Sometimes it's perfectly possible to do a "brute force compare" between compressed and decompressed graphics, and literally figure out how the decompression routine is transforming the data at the byte level. Theoretically a very thorough documentation of the routine in layman's terms could be passed to a programmer and the programmer could interpret and create suitable code to reproduce the documented process. However, success will depend hugely on luck -- simple compression routines based on some variation of RLE, dictionaries, or even "sliding windows" can be rather enjoyable to figure out by comparison, but when you get into more complex compression algorithms the frustration meter rises quickly, and perhaps to the point of impossibility. Most modders will probably discourage you from brute force comparison for this reason, but I've always been rather tickled by such exercises myself.
Before addressing general methods for "brute force compares" it will be necessary to have an uncompressed copy and a compressed copy of a spritesheet from the game on-hand. That, in turn, depends on whether there's currently a convenient way of obtaining VRAM (visual RAM) from Genesis savestates, or doing straight RAM/VRAM dumps from a Genesis emulator. I'm not sure if that's currently possible; if not, some quality time with a debugger will be necessary.

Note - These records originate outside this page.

use thiserror::Error;

use crate::model::{CardError, ProgressError};

#[derive(Debug, Error)]
pub enum Error {
    #[error(transparent)]
    Card(#[from] CardError),
    #[error(transparent)]
    Progress(#[from] ProgressError),
}
use axum::Router;
use axum::routing::get;

use crate::state::AppState;

mod cards;
mod progress;

pub fn router(state: AppState) -> Router {
    Router::new()
        .route("/cards", get(cards::list))
        .route("/progress", get(progress::fetch).put(progress::upsert))
        .route("/progress/summary", get(progress::summary))
        .with_state(state)
}
use serde::de::Error as _;
use serde::{Deserialize, Deserializer, Serialize};

pub type VertexId = i64;
pub type EdgeId = i64;

#[derive(Debug, Clone, PartialEq, Deserialize)]
pub struct GraphData {
    pub vertices: Vec<Vertex>,
    pub edges: Vec<Edge>,
}

#[derive(Debug, Clone, PartialEq, Deserialize)]
pub struct Vertex {
    pub id: VertexId,
    pub depth: i64,
    #[serde(default)]
    pub edge_ids: Vec<EdgeId>,
}

#[derive(Debug, Clone, PartialEq, Deserialize)]
pub struct Edge {
    #[serde(default)]
    pub id: Option<EdgeId>,
    #[serde(deserialize_with = "endpoint_pair")]
    pub vertex_ids: (VertexId, VertexId),
    #[serde(default)]
    pub color: Option<EdgeColor>,
}

impl Edge {
    pub fn source(&self) -> VertexId {
        self.vertex_ids.0
    }

    pub fn target(&self) -> VertexId {
        self.vertex_ids.1
    }
}

/// Reads `[source, target]`; any other length is a shape error, not a syntax error.
fn endpoint_pair<'de, D>(deserializer: D) -> Result<(VertexId, VertexId), D::Error>
where
    D: Deserializer<'de>,
{
    let ids = Vec::<VertexId>::deserialize(deserializer)?;
    match ids.as_slice() {
        &[source, target] => Ok((source, target)),
        _ => Err(D::Error::invalid_length(ids.len(), &"a pair of vertex ids")),
    }
}

#[derive(Debug, Clone, Copy, PartialEq, Eq, Hash, Serialize, Deserialize)]
#[serde(rename_all = "lowercase")]
pub enum EdgeColor {
    Gray,
    Green,
    Blue,
    Yellow,
    Red,
}

impl EdgeColor {
    pub const ALL: [EdgeColor; 5] = [
        EdgeColor::Gray,
        EdgeColor::Green,
        EdgeColor::Blue,
        EdgeColor::Yellow,
        EdgeColor::Red,
    ];

    pub fn as_str(self) -> &'static str {
        match self {
            EdgeColor::Gray => "gray",
            EdgeColor::Green => "green",
            EdgeColor::Blue => "blue",
            EdgeColor::Yellow => "yellow",
            EdgeColor::Red => "red",
        }
    }
}

impl std::fmt::Display for EdgeColor {
    fn fmt(&self, f: &mut std::fmt::Formatter<'_>) -> std::fmt::Result {
        f.write_str(self.as_str())
    }
}
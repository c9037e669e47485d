use std::path::Path;

use serde::{Deserialize, Serialize};
use serde_json::{Map, Value};
use tracing::debug;

use crate::color::Color;
use crate::error::{Error, Result};
use crate::graph_ast::{EdgeColor, VertexId};
use crate::html_renderer::PageOptions;
use crate::options::LayoutOptions;

/// Base preset a configuration starts from.
#[derive(
    Debug, Clone, Copy, PartialEq, Eq, Default, Serialize, Deserialize, clap::ValueEnum,
)]
#[serde(rename_all = "lowercase")]
pub enum Variant {
    /// One fixed color for every edge.
    Plain,
    /// Edges colored by their `color` category.
    #[default]
    Styled,
}

#[derive(Debug, Clone, PartialEq, Serialize, Deserialize)]
#[serde(deny_unknown_fields)]
pub struct RenderConfig {
    pub variant: Variant,
    pub root_id: VertexId,
    pub node_size: u32,
    pub node_color: Color,
    pub root_color: Color,
    /// When false every edge uses `edge_color` and edge categories are ignored.
    pub edge_coloring: bool,
    pub edge_color: Color,
    pub edge_width: f64,
    pub edge_palette: EdgePalette,
    /// Category used for edges that carry no `color`. `None` rejects such edges.
    pub missing_edge_color: Option<EdgeColor>,
    pub layout: LayoutOptions,
    pub page: PageOptions,
}

#[derive(Debug, Clone, PartialEq, Serialize, Deserialize)]
#[serde(deny_unknown_fields)]
pub struct EdgePalette {
    pub gray: Color,
    pub green: Color,
    pub blue: Color,
    pub yellow: Color,
    pub red: Color,
}

impl EdgePalette {
    pub fn get(&self, color: EdgeColor) -> Color {
        match color {
            EdgeColor::Gray => self.gray,
            EdgeColor::Green => self.green,
            EdgeColor::Blue => self.blue,
            EdgeColor::Yellow => self.yellow,
            EdgeColor::Red => self.red,
        }
    }
}

impl Default for EdgePalette {
    fn default() -> Self {
        Self {
            gray: Color::hex(0x80, 0x80, 0x80),
            green: Color::hex(0x2e, 0x8b, 0x57),
            blue: Color::hex(0x1e, 0x90, 0xff),
            yellow: Color::hex(0xe6, 0xb8, 0x00),
            red: Color::hex(0xdd, 0x4b, 0x39),
        }
    }
}

impl Default for RenderConfig {
    fn default() -> Self {
        Self::preset(Variant::default())
    }
}

impl RenderConfig {
    pub fn preset(variant: Variant) -> Self {
        let mut layout = LayoutOptions::default();
        let edge_coloring = match variant {
            Variant::Plain => false,
            Variant::Styled => {
                layout.physics.barnes_hut.gravitational_constant = -3000.0;
                layout.physics.barnes_hut.spring_length = 50.0;
                layout.physics.min_velocity = 0.75;
                true
            }
        };
        Self {
            variant,
            root_id: 0,
            node_size: 20,
            node_color: Color::hex(0x97, 0xc2, 0xfc),
            root_color: Color::hex(0xdd, 0x4b, 0x39),
            edge_coloring,
            edge_color: Color::hex(0, 0, 0),
            edge_width: 1.0,
            edge_palette: EdgePalette::default(),
            missing_edge_color: None,
            layout,
            page: PageOptions::default(),
        }
    }

    /// Reads a JSON config and layers it over the preset it names (or `variant`).
    pub fn load(path: impl AsRef<Path>, variant: Variant) -> Result<Self> {
        let path = path.as_ref();
        let input = std::fs::read_to_string(path).map_err(|e| Error::io(path, e))?;
        Self::from_json(&input, variant).map_err(|e| match e {
            Error::Config(msg) => Error::Config(format!("{}: {msg}", path.display())),
            other => other,
        })
    }

    pub fn from_json(input: &str, variant: Variant) -> Result<Self> {
        let incoming: Value =
            serde_json::from_str(input).map_err(|e| Error::Config(e.to_string()))?;
        let Value::Object(ref overrides) = incoming else {
            return Err(Error::Config("expected a JSON object".to_string()));
        };
        let variant = match overrides.get("variant") {
            Some(v) => Variant::deserialize(v).map_err(|e| Error::Config(e.to_string()))?,
            None => variant,
        };
        debug!(?variant, keys = overrides.len(), "merging config over preset");

        let mut merged =
            serde_json::to_value(Self::preset(variant)).map_err(|e| Error::Config(e.to_string()))?;
        deep_merge(&mut merged, &incoming);
        serde_json::from_value(merged).map_err(|e| Error::Config(e.to_string()))
    }
}

fn deep_merge(base: &mut Value, incoming: &Value) {
    match (base, incoming) {
        (Value::Object(base_map), Value::Object(in_map)) => merge_maps(base_map, in_map),
        (slot, value) => *slot = value.clone(),
    }
}

fn merge_maps(base: &mut Map<String, Value>, incoming: &Map<String, Value>) {
    for (key, value) in incoming {
        match base.get_mut(key) {
            Some(existing) => deep_merge(existing, value),
            None => {
                base.insert(key.clone(), value.clone());
            }
        }
    }
}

EDIT: In Romhacking.net's utilities archive you can find
Fuzzbuzz's DebuGens and
Korama's GSavestate, which look most impressive for the needs of brute force comparison! A utility like
Genstracer might be recommended to you if you wanted to pursue the more usual practice of getting what you need in a debugger, though I wonder if DebuGens would suffice as well for that purpose. It appears to be quite full featured!